Lady Leshurr (UK) - Queen’s Speech 4 What I was just saying about grime above… this is it.  And this is the sound of London today, right now. From what I can tell, Lady Leshurr is the future of grime – and the future is bright! The flow is tight like Nicki Minaj’s without the accompanying BS and the “Queen’s Speech” is a series of her tunes that casts a much-needed spotlight on the anachronistic reality of a monarchy that, c’mon, has got to have something to do with this out-of-touch Brexit foolishness. “Brush your teeth!”

MC Solaar (Fr) - La Belle et la Bad Boy This is another one of those warming tracks, despite the chilling pizzicato beat, with some of the classic French rapper’s best lines. My favorite: “He didn’t worry about the balls, it was the goal.” The track is another one that implicitly and explicitly addresses the realities of life and love as a non-white European – and more than just telling you his story, I feel like you can really feel it through the bittersweet beat and the fluid lyricism.

Chefket (Ger) - Identitaeter I met Chefket at the same time as Amewu, playing bass for the two—who still collaborate regularly—at an open mic night hosted at a Berlin sci-fi creative computing NGO called C-Base. Where the Afro-German rapper, Amewu, excels with a futuristic double-time flow, the Turkish German, Chefket (a Germanized play on his given name Şevket), while also an accomplished and thoughtful MC, really shows his breadth with an über smooth and soulful singing voice as well. That’s him singing the hook on the track.

Sefyu (Fr) - En Noir et Blanc Chapter two of the book is all about this slick and moody track built on haunting Nina Simone samples. Nina was, famously, an American expat who lived in France, so they claim her over there too. The Senegalese-French MC, Sefyu, picks up where Nina left off, rapping about the psychological effects of racism. For a full appreciation of this one, check out the Chapter Two details on where I include the original Simone track and a podcast on its recombination on the Sefyu track.
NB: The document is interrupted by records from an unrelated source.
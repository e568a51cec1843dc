//! Custom error types for walletbook
//!
//! This module defines the error hierarchy for the library using thiserror.
//! Primitive validation and record mapping have their own narrower error
//! types which convert into [`WalletError`] at the repository and service
//! boundaries.

use thiserror::Error;

use crate::mapper::MappingError;
use crate::models::ValidationError;

/// The main error type for walletbook operations
#[derive(Error, Debug)]
pub enum WalletError {
    /// Configuration-related errors
    #[error("Configuration error: {0}")]
    Config(String),

    /// File I/O errors
    #[error("I/O error: {0}")]
    Io(String),

    /// JSON serialization/deserialization errors
    #[error("JSON error: {0}")]
    Json(String),

    /// CSV reading/writing errors
    #[error("CSV error: {0}")]
    Csv(String),

    /// Validation errors for domain values
    #[error("Validation error: {0}")]
    Validation(String),

    /// A persisted record could not be turned into a domain entity
    #[error("Mapping error: {0}")]
    Mapping(String),

    /// Entity not found errors
    #[error("{entity_type} not found: {identifier}")]
    NotFound {
        entity_type: &'static str,
        identifier: String,
    },

    /// Duplicate entity errors
    #[error("{entity_type} already exists: {identifier}")]
    Duplicate {
        entity_type: &'static str,
        identifier: String,
    },

    /// Storage errors
    #[error("Storage error: {0}")]
    Storage(String),

    /// Export errors
    #[error("Export error: {0}")]
    Export(String),

    /// Import errors
    #[error("Import error: {0}")]
    Import(String),
}

impl WalletError {
    /// Create a "not found" error for accounts
    pub fn account_not_found(identifier: impl Into<String>) -> Self {
        Self::NotFound {
            entity_type: "Account",
            identifier: identifier.into(),
        }
    }

    /// Create a "not found" error for categories
    pub fn category_not_found(identifier: impl Into<String>) -> Self {
        Self::NotFound {
            entity_type: "Category",
            identifier: identifier.into(),
        }
    }

    /// Create a "not found" error for tags
    pub fn tag_not_found(identifier: impl Into<String>) -> Self {
        Self::NotFound {
            entity_type: "Tag",
            identifier: identifier.into(),
        }
    }

    /// Create a "not found" error for transactions
    pub fn transaction_not_found(identifier: impl Into<String>) -> Self {
        Self::NotFound {
            entity_type: "Transaction",
            identifier: identifier.into(),
        }
    }

    /// Create a "not found" error for report templates
    pub fn template_not_found(identifier: impl Into<String>) -> Self {
        Self::NotFound {
            entity_type: "Report template",
            identifier: identifier.into(),
        }
    }

    /// Check if this is a "not found" error
    pub fn is_not_found(&self) -> bool {
        matches!(self, Self::NotFound { .. })
    }

    /// Check if this is a validation error
    pub fn is_validation(&self) -> bool {
        matches!(self, Self::Validation(_))
    }
}

impl From<std::io::Error> for WalletError {
    fn from(err: std::io::Error) -> Self {
        Self::Io(err.to_string())
    }
}

impl From<serde_json::Error> for WalletError {
    fn from(err: serde_json::Error) -> Self {
        Self::Json(err.to_string())
    }
}

impl From<csv::Error> for WalletError {
    fn from(err: csv::Error) -> Self {
        Self::Csv(err.to_string())
    }
}

impl From<ValidationError> for WalletError {
    fn from(err: ValidationError) -> Self {
        Self::Validation(err.to_string())
    }
}

impl From<MappingError> for WalletError {
    fn from(err: MappingError) -> Self {
        Self::Mapping(err.to_string())
    }
}

/// Result type alias for walletbook operations
pub type WalletResult<T> = Result<T, WalletError>;
//! Income and expense statistics for a set of transactions

use serde::Serialize;

use crate::models::{AccountId, AssetCode, Money, Transaction, TransactionKind, Value};
use crate::rates::ExchangeRates;

#[derive(Debug, Clone, Copy, PartialEq, Eq, Default, Serialize)]
pub struct ExtendedStats {
    pub balance: Money,
    pub income: Money,
    pub expense: Money,
    pub incomes_count: usize,
    pub expenses_count: usize,
    pub transfers_count: usize,
}

pub struct StatsInput<'a> {
    pub transactions: &'a [Transaction],
    pub output_currency: &'a AssetCode,
    pub rates: &'a ExchangeRates,
    /// Accounts the report is scoped to; empty means all
    pub accounts: &'a [AccountId],
    pub transfers_as_income_expense: bool,
}

impl StatsInput<'_> {
    fn convert(&self, value: &Value) -> Option<Money> {
        let converted = self
            .rates
            .convert(value.money(), &value.asset, self.output_currency);
        if converted.is_none() {
            tracing::warn!(
                asset = %value.asset,
                output = %self.output_currency,
                "no exchange rate, value left out of stats"
            );
        }
        converted
    }

    fn selected(&self, account: AccountId) -> bool {
        self.accounts.is_empty() || self.accounts.contains(&account)
    }
}

/// Settled transactions only. Transfers count as income or expense only
/// when `transfers_as_income_expense` is set and they cross the account
/// selection.
pub fn calculate_stats(input: &StatsInput<'_>) -> ExtendedStats {
    let mut stats = ExtendedStats::default();

    for transaction in input.transactions.iter().filter(|t| t.settled() && !t.removed) {
        match &transaction.kind {
            TransactionKind::Income(flow) => {
                if let Some(amount) = input.convert(&flow.value) {
                    stats.income = stats.income + amount;
                    stats.incomes_count += 1;
                }
            }
            TransactionKind::Expense(flow) => {
                if let Some(amount) = input.convert(&flow.value) {
                    stats.expense = stats.expense + amount;
                    stats.expenses_count += 1;
                }
            }
            TransactionKind::Transfer(transfer) => {
                stats.transfers_count += 1;
                if !input.transfers_as_income_expense {
                    continue;
                }
                if input.selected(transfer.to_account()) {
                    if let Some(amount) = input.convert(transfer.to_value()) {
                        stats.income = stats.income + amount;
                        stats.incomes_count += 1;
                    }
                }
                if input.selected(transfer.from_account()) {
                    if let Some(amount) = input.convert(transfer.from_value()) {
                        stats.expense = stats.expense + amount;
                        stats.expenses_count += 1;
                    }
                }
            }
        }
    }

    stats.balance = stats.income - stats.expense;
    stats
}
Aziza-A (Ger) - Es ist Zeit Here’s another classic German track that stands the test of time.  Aziza-A was Germany’s first non-white TV host, and this track is about Turkish women in Germany being caught between mainstream racism and the sexism of German and Turkish men. Aziza is known as the German Queen Latifah, and with the confidence and pride you can hear in her voice I can’t really argue with that simplification.

MIA (UK) - Amazon Okay, we all know this track – and some of you might even debate whether MIA belongs on a hip hop list – but I wanted to include a track of hers in this context. How do we hear this track now, after having heard all these other European hip hop tracks? I’ll lay it on the line here and admit that I’m still a huge MIA fan. The production on this track still sounds remarkably fresh and evocative and MIA’s storytelling is a phenomenal encapsulation of the themes of asymmetry, hybridity, paradox, and displacement that I deal with in the book.
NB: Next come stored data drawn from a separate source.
/// A row that passed every check that needs no writes
enum ParsedKind<'r> {
    Flow {
        income: bool,
        amount: PositiveAmount,
        account: AccountRef<'r>,
    },
    Transfer {
        amount: PositiveAmount,
        from: AccountRef<'r>,
        receive: PositiveAmount,
        to: AccountRef<'r>,
    },
}

/// Resolves names to accounts and categories, creating missing ones
struct Resolver<'a> {
    accounts: AccountService<'a>,
    categories: CategoryService<'a>,
    summary: &'a mut ImportSummary,
}

impl Resolver<'_> {
    /// Look up an account without creating it. A row currency that differs
    /// from the stored account's asset is rejected, since records keep no
    /// asset of their own.
    fn existing(&self, account: &AccountRef<'_>) -> Result<Option<Account>, String> {
        let found = self.accounts.find(account.name).map_err(|e| e.to_string())?;
        if let (Some(found), Some(code)) = (&found, &account.currency) {
            if found.asset != *code {
                return Err(format!(
                    "currency {} does not match account '{}' ({})",
                    code, found.name, found.asset
                ));
            }
        }
        Ok(found)
    }

    fn account(&mut self, account: &AccountRef<'_>, existing: Option<Account>) -> WalletResult<Account> {
        if let Some(found) = existing {
            return Ok(found);
        }
        let created = self
            .accounts
            .create(account.name, account.currency.as_ref().map(AssetCode::as_str))?;
        self.summary.created_accounts.push(created.name.as_str().to_string());
        Ok(created)
    }

    fn category(&mut self, name: &str) -> WalletResult<Option<CategoryId>> {
        if name.trim().is_empty() {
            return Ok(None);
        }
        if let Some(category) = self.categories.find(name)? {
            return Ok(Some(category.id));
        }
        let category = self.categories.create(name, None)?;
        self.summary
            .created_categories
            .push(category.name.as_str().to_string());
        Ok(Some(category.id))
    }
}

fn field(row: &[String], index: usize) -> &str {
    row.get(index).map(|s| s.trim()).unwrap_or_default()
}

fn account_ref(row: &[String], name_col: usize, currency_col: usize) -> Result<AccountRef<'_>, String> {
    let currency = match field(row, currency_col) {
        "" => None,
        code => Some(
            AssetCode::new(code).map_err(|e| format!("{}: {}", CSV_HEADER[currency_col], e))?,
        ),
    };
    match field(row, name_col) {
        "" => Err(format!("missing {}", CSV_HEADER[name_col])),
        name => Ok(AccountRef { name, currency }),
    }
}

fn parse_kind(row: &[String]) -> Result<ParsedKind<'_>, String> {
    let transaction_type = TransactionType::parse(field(row, col::TYPE))
        .ok_or_else(|| format!("unknown type '{}'", field(row, col::TYPE)))?;

    match transaction_type {
        TransactionType::Income | TransactionType::Expense => Ok(ParsedKind::Flow {
            income: transaction_type == TransactionType::Income,
            amount: parse_amount(field(row, col::AMOUNT), "Amount")?,
            account: account_ref(row, col::ACCOUNT, col::CURRENCY)?,
        }),
        TransactionType::Transfer => {
            let from = account_ref(row, col::ACCOUNT, col::TRANSFER_CURRENCY)?;
            let to = account_ref(row, col::TO_ACCOUNT, col::RECEIVE_CURRENCY)?;
            if from.name.to_lowercase() == to.name.to_lowercase() {
                return Err(format!("transfer from '{}' to itself", from.name));
            }
            Ok(ParsedKind::Transfer {
                amount: parse_amount(field(row, col::TRANSFER_AMOUNT), "Transfer Amount")?,
                from,
                receive: parse_amount(field(row, col::RECEIVE_AMOUNT), "Receive Amount")?,
                to,
            })
        }
    }
}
Cut Killer (Fr) - La Haine (Nique la Police) This track—which translates “Fuck the Police” for its French context—was one of the first that really got me thinking about the anti-establishment politics of European hip hop. From the classic French hip hop film La Haine (Kassovitz, 1995), the track includes great turntablist cuts and an array of tasty samples from French tracks (including Édith Piaf and hardcore rappers, NTM) to American ones alike (KRS-One, NWA).  Anyway, I end here because, y’know, it’s still timely.  Never have the global realities of state-sanctioned repression—of people of color, of immigrants, of women—been more undeniable. And, er, cuz it’s still the jam!